* _THE TASK_
Write out the entries below once more, exactly.

(Stored items)
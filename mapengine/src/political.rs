//! Political colouring of the province raster.
//!
//! The owner/water decision is made once per province slot and then fanned
//! out over every pixel of that slot.

use image::{Rgba, RgbaImage};
use log::{debug, info};
use mapdata::index::NO_SLOT;

use crate::job::{Progress, RowCursor};
use crate::world::World;

const TRANSPARENT: Rgba<u8> = Rgba([0, 0, 0, 0]);

/// Incremental political map build. Drop and recreate it when ownership
/// changes; partial output is never merged.
#[derive(Debug, Clone)]
pub struct PoliticalJob {
    cursor: RowCursor,
    palette: Vec<Option<Rgba<u8>>>,
    image: RgbaImage,
}

impl PoliticalJob {
    pub fn new(world: &World) -> Self {
        let (width, height) = world.index.dimensions();
        Self {
            cursor: RowCursor::new(height),
            palette: vec![None; world.index.slot_count()],
            image: RgbaImage::new(width, height),
        }
    }

    /// Colours the next band of rows within `budget` pixels.
    pub fn step(&mut self, world: &World, water_tint: [u8; 3], budget: usize) -> Progress {
        let width = world.index.width();
        if let Some(rows) = self.cursor.next_band(width, budget) {
            let slots = world.index.slots();
            for y in rows.clone() {
                let row = y as usize * width as usize;
                for x in 0..width {
                    let slot = slots[row + x as usize];
                    if slot == NO_SLOT {
                        continue;
                    }
                    let color = *self.palette[slot as usize]
                        .get_or_insert_with(|| decide(world, slot, water_tint));
                    if color[3] != 0 {
                        self.image.put_pixel(x, y, color);
                    }
                }
            }
            debug!("Political map rows {}..{}", rows.start, rows.end);
        }
        self.cursor.progress()
    }

    pub fn is_done(&self) -> bool {
        self.cursor.is_done()
    }

    /// Finishes any remaining rows and returns the layer.
    pub fn finish(mut self, world: &World, water_tint: [u8; 3]) -> RgbaImage {
        while !self.step(world, water_tint, usize::MAX).is_complete() {}
        let decided = self.palette.iter().filter(|c| c.is_some()).count();
        info!("Political map built ({} province colours)", decided);
        self.image
    }
}

fn decide(world: &World, slot: u32, water_tint: [u8; 3]) -> Rgba<u8> {
    let Some(province) = world.index.province(slot) else {
        return TRANSPARENT;
    };
    if province.is_water() {
        let [r, g, b] = water_tint;
        return Rgba([r, g, b, 255]);
    }
    match world.ownership.owner(province.id) {
        Some(tag) => {
            let [r, g, b] = world.countries.color_of(tag);
            Rgba([r, g, b, 255])
        }
        None => TRANSPARENT,
    }
}

/// One-shot political map build.
pub fn build_political_map(world: &World, water_tint: [u8; 3]) -> RgbaImage {
    PoliticalJob::new(world).finish(world, water_tint)
}

#[cfg(test)]
mod tests {
    use super::*;
    use crate::testing::{GRN, RED, grid_world, two_country_world};

    const WATER: [u8; 3] = [64, 164, 223];

    #[test]
    fn test_two_country_scenario() {
        let world = two_country_world();
        let img = build_political_map(&world, WATER);
        for (x, _, px) in img.enumerate_pixels() {
            let expected = if x < 2 { RED } else { GRN };
            assert_eq!(px.0, [expected[0], expected[1], expected[2], 255]);
        }
    }

    #[test]
    fn test_water_unowned_and_background() {
        let world = grid_world(&["A~.C"], &[('A', "RED")]);
        let img = build_political_map(&world, WATER);
        assert_eq!(img.get_pixel(0, 0).0, [RED[0], RED[1], RED[2], 255]);
        assert_eq!(img.get_pixel(1, 0).0, [64, 164, 223, 255]);
        assert_eq!(img.get_pixel(2, 0).0, [0, 0, 0, 0]);
        assert_eq!(img.get_pixel(3, 0).0, [0, 0, 0, 0], "unowned land");
    }

    #[test]
    fn test_unknown_owner_gets_fallback_color() {
        let world = grid_world(&["A"], &[('A', "ZZZ")]);
        let img = build_political_map(&world, WATER);
        let [r, g, b] = mapdata::color::fallback_country_color("ZZZ");
        assert_eq!(img.get_pixel(0, 0).0, [r, g, b, 255]);
    }

    #[test]
    fn test_rebuild_is_idempotent() {
        let world = grid_world(
            &["AAB~", "ACB~", "CCB.", "~~.."],
            &[('A', "RED"), ('B', "GRN"), ('C', "BLU")],
        );
        let first = build_political_map(&world, WATER);
        let second = build_political_map(&world, WATER);
        assert_eq!(first.as_raw(), second.as_raw());
    }

    #[test]
    fn test_chunked_matches_one_shot() {
        let world = grid_world(
            &["AAB~", "ACB~", "CCB.", "~~.."],
            &[('A', "RED"), ('B', "GRN")],
        );
        let mut job = PoliticalJob::new(&world);
        let mut steps = 0;
        while !job.step(&world, WATER, 4).is_complete() {
            steps += 1;
        }
        assert_eq!(steps, 3);
        assert!(job.is_done());
        let chunked = job.finish(&world, WATER);
        assert_eq!(chunked.as_raw(), build_political_map(&world, WATER).as_raw());
    }
}
use clap::{Parser, Subcommand};
use std::path::PathBuf;

#[derive(Parser, Debug, PartialEq)]
#[command(version, about, long_about = None)]
pub struct Cli {
    /// Directory holding provinces.png, definition.csv and the optional
    /// terrain/water/rivers rasters, countries.json and ownership.txt
    #[arg(long, default_value = ".")]
    pub assets: PathBuf,

    /// JSON file overriding engine defaults
    #[arg(long)]
    pub config: Option<PathBuf>,

    /// TrueType font used to draw country labels
    #[arg(long)]
    pub font: Option<PathBuf>,

    /// Enable debug logging
    #[arg(short, long)]
    pub verbose: bool,

    #[command(subcommand)]
    pub command: Commands,
}

#[derive(Subcommand, Debug, PartialEq)]
pub enum Commands {
    /// Render the composited map view to a PNG.
    Render {
        #[arg(short, long, default_value = "map.png")]
        output: PathBuf,
        #[arg(long, default_value_t = 1280)]
        width: u32,
        #[arg(long, default_value_t = 720)]
        height: u32,
        /// Zoom level (default: the configured initial zoom)
        #[arg(long)]
        zoom: Option<f64>,
        /// World pixel to centre on, as `X,Y`
        #[arg(long, value_parser = parse_point)]
        center: Option<(f64, f64)>,
        /// Province id to highlight
        #[arg(long)]
        select: Option<u32>,
    },

    /// Write the political colour layer at raster resolution.
    Political {
        #[arg(short, long, default_value = "political.png")]
        output: PathBuf,
    },

    /// Write the country border layer, or one province's outline.
    Borders {
        #[arg(short, long, default_value = "borders.png")]
        output: PathBuf,
        #[arg(long)]
        province: Option<u32>,
    },

    /// Print label anchors and the labels visible at a zoom level as JSON.
    Labels {
        #[arg(long)]
        zoom: Option<f64>,
    },

    /// Look up the province at a world pixel.
    ///
    /// Example: `lookup 120 45` -> "120,45 -> province 17 (Land, owner RED)"
    Lookup {
        #[arg(allow_negative_numbers = true)]
        x: i64,
        #[arg(allow_negative_numbers = true)]
        y: i64,
    },

    /// Re-import ownership from `id;r;g;b;name` rows using keyword rules.
    Import {
        /// Delimited province list
        #[arg(long)]
        input: PathBuf,
        /// JSON list of `{ "country": TAG, "keywords": [...] }` rules
        #[arg(long)]
        rules: PathBuf,
        /// Where to write the resulting ownership snapshot
        #[arg(short, long, default_value = "ownership.txt")]
        output: PathBuf,
    },

    /// Write the ownership snapshot (stdout when no output is given).
    Export {
        #[arg(short, long)]
        output: Option<PathBuf>,
    },
}

fn parse_point(s: &str) -> Result<(f64, f64), String> {
    let (x, y) = s
        .split_once(',')
        .ok_or_else(|| format!("expected X,Y but got '{}'", s))?;
    let x = x.trim().parse().map_err(|e| format!("bad X in '{}': {}", s, e))?;
    let y = y.trim().parse().map_err(|e| format!("bad Y in '{}': {}", s, e))?;
    Ok((x, y))
}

* _RESULT OF THIS TASK_
filename mapengine/src/political.rs
//! Political colouring of the province raster.
//!
//! The owner/water decision is made once per province slot and then fanned
//! out over every pixel of that slot.

use image::{Rgba, RgbaImage};
use log::{debug, info};
use mapdata::index::NO_SLOT;

use crate::job::{Progress, RowCursor};
use crate::world::World;

const TRANSPARENT: Rgba<u8> = Rgba([0, 0, 0, 0]);

/// Incremental political map build. Drop and recreate it when ownership
/// changes; partial output is never merged.
#[derive(Debug, Clone)]
pub struct PoliticalJob {
    cursor: RowCursor,
    palette: Vec<Option<Rgba<u8>>>,
    image: RgbaImage,
}

impl PoliticalJob {
    pub fn new(world: &World) -> Self {
        let (width, height) = world.index.dimensions();
        Self {
            cursor: RowCursor::new(height),
            palette: vec![None; world.index.slot_count()],
            image: RgbaImage::new(width, height),
        }
    }

    /// Colours the next band of rows within `budget` pixels.
    pub fn step(&mut self, world: &World, water_tint: [u8; 3], budget: usize) -> Progress {
        let width = world.index.width();
        if let Some(rows) = self.cursor.next_band(width, budget) {
            let slots = world.index.slots();
            for y in rows.clone() {
                let row = y as usize * width as usize;
                for x in 0..width {
                    let slot = slots[row + x as usize];
                    if slot == NO_SLOT {
                        continue;
                    }
                    let color = *self.palette[slot as usize]
                        .get_or_insert_with(|| decide(world, slot, water_tint));
                    if color[3] != 0 {
                        self.image.put_pixel(x, y, color);
                    }
                }
            }
            debug!("Political map rows {}..{}", rows.start, rows.end);
        }
        self.cursor.progress()
    }

    pub fn is_done(&self) -> bool {
        self.cursor.is_done()
    }

    /// Finishes any remaining rows and returns the layer.
    pub fn finish(mut self, world: &World, water_tint: [u8; 3]) -> RgbaImage {
        while !self.step(world, water_tint, usize::MAX).is_complete() {}
        let decided = self.palette.iter().filter(|c| c.is_some()).count();
        info!("Political map built ({} province colours)", decided);
        self.image
    }
}

fn decide(world: &World, slot: u32, water_tint: [u8; 3]) -> Rgba<u8> {
    let Some(province) = world.index.province(slot) else {
        return TRANSPARENT;
    };
    if province.is_water() {
        let [r, g, b] = water_tint;
        return Rgba([r, g, b, 255]);
    }
    match world.ownership.owner(province.id) {
        Some(tag) => {
            let [r, g, b] = world.countries.color_of(tag);
            Rgba([r, g, b, 255])
        }
        None => TRANSPARENT,
    }
}

/// One-shot political map build.
pub fn build_political_map(world: &World, water_tint: [u8; 3]) -> RgbaImage {
    PoliticalJob::new(world).finish(world, water_tint)
}

#[cfg(test)]
mod tests {
    use super::*;
    use crate::testing::{GRN, RED, grid_world, two_country_world};

    const WATER: [u8; 3] = [64, 164, 223];

    #[test]
    fn test_two_country_scenario() {
        let world = two_country_world();
        let img = build_political_map(&world, WATER);
        for (x, _, px) in img.enumerate_pixels() {
            let expected = if x < 2 { RED } else { GRN };
            assert_eq!(px.0, [expected[0], expected[1], expected[2], 255]);
        }
    }

    #[test]
    fn test_water_unowned_and_background() {
        let world = grid_world(&["A~.C"], &[('A', "RED")]);
        let img = build_political_map(&world, WATER);
        assert_eq!(img.get_pixel(0, 0).0, [RED[0], RED[1], RED[2], 255]);
        assert_eq!(img.get_pixel(1, 0).0, [64, 164, 223, 255]);
        assert_eq!(img.get_pixel(2, 0).0, [0, 0, 0, 0]);
        assert_eq!(img.get_pixel(3, 0).0, [0, 0, 0, 0], "unowned land");
    }

    #[test]
    fn test_unknown_owner_gets_fallback_color() {
        let world = grid_world(&["A"], &[('A', "ZZZ")]);
        let img = build_political_map(&world, WATER);
        let [r, g, b] = mapdata::color::fallback_country_color("ZZZ");
        assert_eq!(img.get_pixel(0, 0).0, [r, g, b, 255]);
    }

    #[test]
    fn test_rebuild_is_idempotent() {
        let world = grid_world(
            &["AAB~", "ACB~", "CCB.", "~~.."],
            &[('A', "RED"), ('B', "GRN"), ('C', "BLU")],
        );
        let first = build_political_map(&world, WATER);
        let second = build_political_map(&world, WATER);
        assert_eq!(first.as_raw(), second.as_raw());
    }

    #[test]
    fn test_chunked_matches_one_shot() {
        let world = grid_world(
            &["AAB~", "ACB~", "CCB.", "~~.."],
            &[('A', "RED"), ('B', "GRN")],
        );
        let mut job = PoliticalJob::new(&world);
        let mut steps = 0;
        while !job.step(&world, WATER, 4).is_complete() {
            steps += 1;
        }
        assert_eq!(steps, 3);
        assert!(job.is_done());
        let chunked = job.finish(&world, WATER);
        assert_eq!(chunked.as_raw(), build_political_map(&world, WATER).as_raw());
    }
}
use clap::{Parser, Subcommand};
use std::path::PathBuf;

#[derive(Parser, Debug, PartialEq)]
#[command(version, about, long_about = None)]
pub struct Cli {
    /// Directory holding provinces.png, definition.csv and the optional
    /// terrain/water/rivers rasters, countries.json and ownership.txt
    #[arg(long, default_value = ".")]
    pub assets: PathBuf,

    /// JSON file overriding engine defaults
    #[arg(long)]
    pub config: Option<PathBuf>,

    /// TrueType font used to draw country labels
    #[arg(long)]
    pub font: Option<PathBuf>,

    /// Enable debug logging
    #[arg(short, long)]
    pub verbose: bool,

    #[command(subcommand)]
    pub command: Commands,
}

#[derive(Subcommand, Debug, PartialEq)]
pub enum Commands {
    /// Render the composited map view to a PNG.
    Render {
        #[arg(short, long, default_value = "map.png")]
        output: PathBuf,
        #[arg(long, default_value_t = 1280)]
        width: u32,
        #[arg(long, default_value_t = 720)]
        height: u32,
        /// Zoom level (default: the configured initial zoom)
        #[arg(long)]
        zoom: Option<f64>,
        /// World pixel to centre on, as `X,Y`
        #[arg(long, value_parser = parse_point)]
        center: Option<(f64, f64)>,
        /// Province id to highlight
        #[arg(long)]
        select: Option<u32>,
    },

    /// Write the political colour layer at raster resolution.
    Political {
        #[arg(short, long, default_value = "political.png")]
        output: PathBuf,
    },

    /// Write the country border layer, or one province's outline.
    Borders {
        #[arg(short, long, default_value = "borders.png")]
        output: PathBuf,
        #[arg(long)]
        province: Option<u32>,
    },

    /// Print label anchors and the labels visible at a zoom level as JSON.
    Labels {
        #[arg(long)]
        zoom: Option<f64>,
    },

    /// Look up the province at a world pixel.
    ///
    /// Example: `lookup 120 45` -> "120,45 -> province 17 (Land, owner RED)"
    Lookup {
        #[arg(allow_negative_numbers = true)]
        x: i64,
        #[arg(allow_negative_numbers = true)]
        y: i64,
    },

    /// Re-import ownership from `id;r;g;b;name` rows using keyword rules.
    Import {
        /// Delimited province list
        #[arg(long)]
        input: PathBuf,
        /// JSON list of `{ "country": TAG, "keywords": [...] }` rules
        #[arg(long)]
        rules: PathBuf,
        /// Where to write the resulting ownership snapshot
        #[arg(short, long, default_value = "ownership.txt")]
        output: PathBuf,
    },

    /// Write the ownership snapshot (stdout when no output is given).
    Export {
        #[arg(short, long)]
        output: Option<PathBuf>,
    },
}

fn parse_point(s: &str) -> Result<(f64, f64), String> {
    let (x, y) = s
        .split_once(',')
        .ok_or_else(|| format!("expected X,Y but got '{}'", s))?;
    let x = x.trim().parse().map_err(|e| format!("bad X in '{}': {}", s, e))?;
    let y = y.trim().parse().map_err(|e| format!("bad Y in '{}': {}", s, e))?;
    Ok((x, y))
}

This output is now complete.